Lymphoedema is the accumulation of excess fluid in the body caused by obstruction of the lymphatic drainage mechanisms. Treatment with Benzo-pyrones is thought to reduce fluid forming in the subcutaneous tissues and reduce pain and discomfort of the affected area.
To assess the effectiveness of benzo-pyrones compared to placebo in the management of lymphoedema.
We searched the Cochrane Breast Cancer Group register (September 2003), the Cochrane Central Register of Controlled Trials (The Cochrane Library, Issue 4,2003), MEDLINE, EMBASE, CINAHL, UnCover, PASCAL, SIGLE, reference lists produced by The British Lymphology Society, the National Research Register (NRR) and The International Society of Lymphology congress proceedings.
Randomised controlled trials comparing Benzo-pyrones with placebo.
Trials were selected for eligibility and tested for quality by two blinded reviewers who independently extracted data. Meta-analysis was not performed due to the poor quality of the trials.
Fifteen trials were included. Three oxerutin trials tested the same dose over 6 months against placebo and included a total of 127 participants (data were available for 81). There were insufficient data from these to calculate the per cent reduction or increase in baseline excess limb volume.
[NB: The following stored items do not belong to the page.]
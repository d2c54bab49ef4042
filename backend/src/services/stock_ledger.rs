//! Stock ledger service
//!
//! Thin layer over [`StockStore`]: every mutation goes through the store's
//! atomic primitives, then the resulting rows are checked against their reorder
//! threshold off the request path.

use std::sync::Arc;

use chrono::{DateTime, Utc};
use rust_decimal::Decimal;

use shared::{
    AdjustmentType, BranchId, InventoryCost, ReleaseOutcome, Stock, StockAlert, StockKey, StockLine,
};

use crate::error::{AppError, AppResult};
use crate::external::AlertPublisher;
use crate::store::{ReleasedStock, StockStore};

/// Authoritative quantity/reserved/available state per branch ingredient
#[derive(Clone)]
pub struct StockLedger {
    store: Arc<dyn StockStore>,
    alerts: Arc<dyn AlertPublisher>,
}

impl StockLedger {
    pub fn new(store: Arc<dyn StockStore>, alerts: Arc<dyn AlertPublisher>) -> Self {
        Self { store, alerts }
    }

    pub async fn find(&self, key: StockKey) -> AppResult<Option<Stock>> {
        self.store.get(key).await
    }

    /// The stock row, or `StockNotFound`
    pub async fn stock(&self, key: StockKey) -> AppResult<Stock> {
        self.store.get(key).await?.ok_or(AppError::StockNotFound {
            branch_id: key.branch_id,
            ingredient_id: key.ingredient_id,
        })
    }

    /// Set on-hand quantity, unit and threshold; open reservations are kept
    ///
    /// On-hand may not drop below what is reserved, and the unit is fixed while
    /// anything is reserved.
    pub async fn upsert(&self, stock: Stock) -> AppResult<Stock> {
        let row = self.store.upsert(stock).await?;
        self.evaluate_alerts(std::slice::from_ref(&row));
        Ok(row)
    }

    pub async fn reserve(&self, key: StockKey, qty: Decimal, now: DateTime<Utc>) -> AppResult<Stock> {
        let rows = self
            .reserve_all(key.branch_id, &[StockLine::new(key.ingredient_id, qty)], now)
            .await?;
        single(rows, key)
    }

    pub async fn commit(&self, key: StockKey, qty: Decimal, now: DateTime<Utc>) -> AppResult<Stock> {
        let rows = self
            .commit_all(key.branch_id, &[StockLine::new(key.ingredient_id, qty)], now)
            .await?;
        single(rows, key)
    }

    pub async fn release(&self, key: StockKey, qty: Decimal, now: DateTime<Utc>) -> AppResult<Stock> {
        let rows = self
            .release_all(key.branch_id, &[StockLine::new(key.ingredient_id, qty)], now)
            .await?;
        single(rows.into_iter().map(|r| r.stock).collect(), key)
    }

    /// Reserve a whole hold, or nothing
    pub async fn reserve_all(
        &self,
        branch_id: BranchId,
        lines: &[StockLine],
        now: DateTime<Utc>,
    ) -> AppResult<Vec<Stock>> {
        let rows = self.store.reserve_all(branch_id, lines, now).await?;
        tracing::debug!(branch_id, lines = rows.len(), "Reserved stock");
        self.evaluate_alerts(&rows);
        Ok(rows)
    }

    /// Deduct a whole hold, or nothing
    ///
    /// Available quantity does not move on commit, so no alert is evaluated.
    pub async fn commit_all(
        &self,
        branch_id: BranchId,
        lines: &[StockLine],
        now: DateTime<Utc>,
    ) -> AppResult<Vec<Stock>> {
        let rows = self.store.commit_all(branch_id, lines, now).await?;
        tracing::debug!(branch_id, lines = rows.len(), "Committed stock");
        Ok(rows)
    }

    /// Return reserved quantities; a release beyond what is reserved floors at zero
    pub async fn release_all(
        &self,
        branch_id: BranchId,
        lines: &[StockLine],
        now: DateTime<Utc>,
    ) -> AppResult<Vec<ReleasedStock>> {
        let released = self.store.release_all(branch_id, lines, now).await?;
        for row in &released {
            if let ReleaseOutcome::Floored { missing } = row.outcome {
                tracing::warn!(
                    branch_id,
                    ingredient_id = row.stock.ingredient_id,
                    missing = %missing,
                    "Release exceeded reserved quantity; floored at zero"
                );
            }
        }
        let rows: Vec<Stock> = released.iter().map(|r| r.stock.clone()).collect();
        self.evaluate_alerts(&rows);
        Ok(released)
    }

    pub async fn adjust(
        &self,
        key: StockKey,
        delta: Decimal,
        direction: AdjustmentType,
        now: DateTime<Utc>,
    ) -> AppResult<Stock> {
        let row = self.store.adjust(key, delta, direction, now).await?;
        tracing::info!(
            branch_id = key.branch_id,
            ingredient_id = key.ingredient_id,
            direction = direction.as_str(),
            delta = %delta,
            quantity = %row.quantity,
            "Adjusted stock"
        );
        self.evaluate_alerts(std::slice::from_ref(&row));
        Ok(row)
    }

    /// Set on-hand to a physical count under the row lock; returns the signed usage
    pub async fn recount(
        &self,
        key: StockKey,
        physical: Decimal,
        now: DateTime<Utc>,
    ) -> AppResult<(Stock, Decimal)> {
        let (row, usage) = self.store.recount(key, physical, now).await?;
        tracing::info!(
            branch_id = key.branch_id,
            ingredient_id = key.ingredient_id,
            usage = %usage,
            quantity = %row.quantity,
            "Recounted stock"
        );
        self.evaluate_alerts(std::slice::from_ref(&row));
        Ok((row, usage))
    }

    /// Receiving: add stock (creating the row) and fold the price into the average cost
    pub async fn increase(
        &self,
        key: StockKey,
        qty: Decimal,
        unit: &str,
        unit_price: Decimal,
        now: DateTime<Utc>,
    ) -> AppResult<(Stock, InventoryCost)> {
        let (row, cost) = self.store.receive(key, qty, unit, unit_price, now).await?;
        self.evaluate_alerts(std::slice::from_ref(&row));
        Ok((row, cost))
    }

    pub async fn cost(&self, key: StockKey) -> AppResult<Option<InventoryCost>> {
        self.store.cost(key).await
    }

    /// Publish alerts for rows that warrant one, without blocking the caller
    fn evaluate_alerts(&self, rows: &[Stock]) {
        let now = Utc::now();
        let alerts: Vec<StockAlert> = rows
            .iter()
            .filter_map(|row| StockAlert::for_stock(row, now))
            .collect();
        if alerts.is_empty() {
            return;
        }

        let publisher = Arc::clone(&self.alerts);
        tokio::spawn(async move {
            for alert in alerts {
                if let Err(e) = publisher.publish(&alert).await {
                    tracing::warn!(
                        branch_id = alert.branch_id,
                        ingredient_id = alert.ingredient_id,
                        error = %e,
                        "Failed to publish stock alert"
                    );
                }
            }
        });
    }
}

fn single(rows: Vec<Stock>, key: StockKey) -> AppResult<Stock> {
    rows.into_iter().next().ok_or(AppError::StockNotFound {
        branch_id: key.branch_id,
        ingredient_id: key.ingredient_id,
    })
}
One trial testing Cyclo 3 Fort (approved name) was found (57 participants) but insufficient data was provided to allow a proper analysis of its findings. A single trial of Daflon (approved name) was found (104 participants) but this also provided insufficient information to reach a conclusion about the effectiveness of the drug. Three trials of coumarin combined with troxerutin were found which tested two different doses of the drug against each other with no placebo, however participant numbers and baseline data were not provided. Eight trials of coumarin were identified. Two of these reported the same trial and the other potentially also referred to the same trial but this could not be confirmed. A further two papers also appeared to refer to the same trial but again this was unconfirmed.
Five studies added anti-filarial drugs to the interventions tested. Participant data could not be extracted and the reporting of outcome measures in most was unclear. Loprinzi's 1999 trial was reported in more detail but its conclusions were very much at odds with other findings.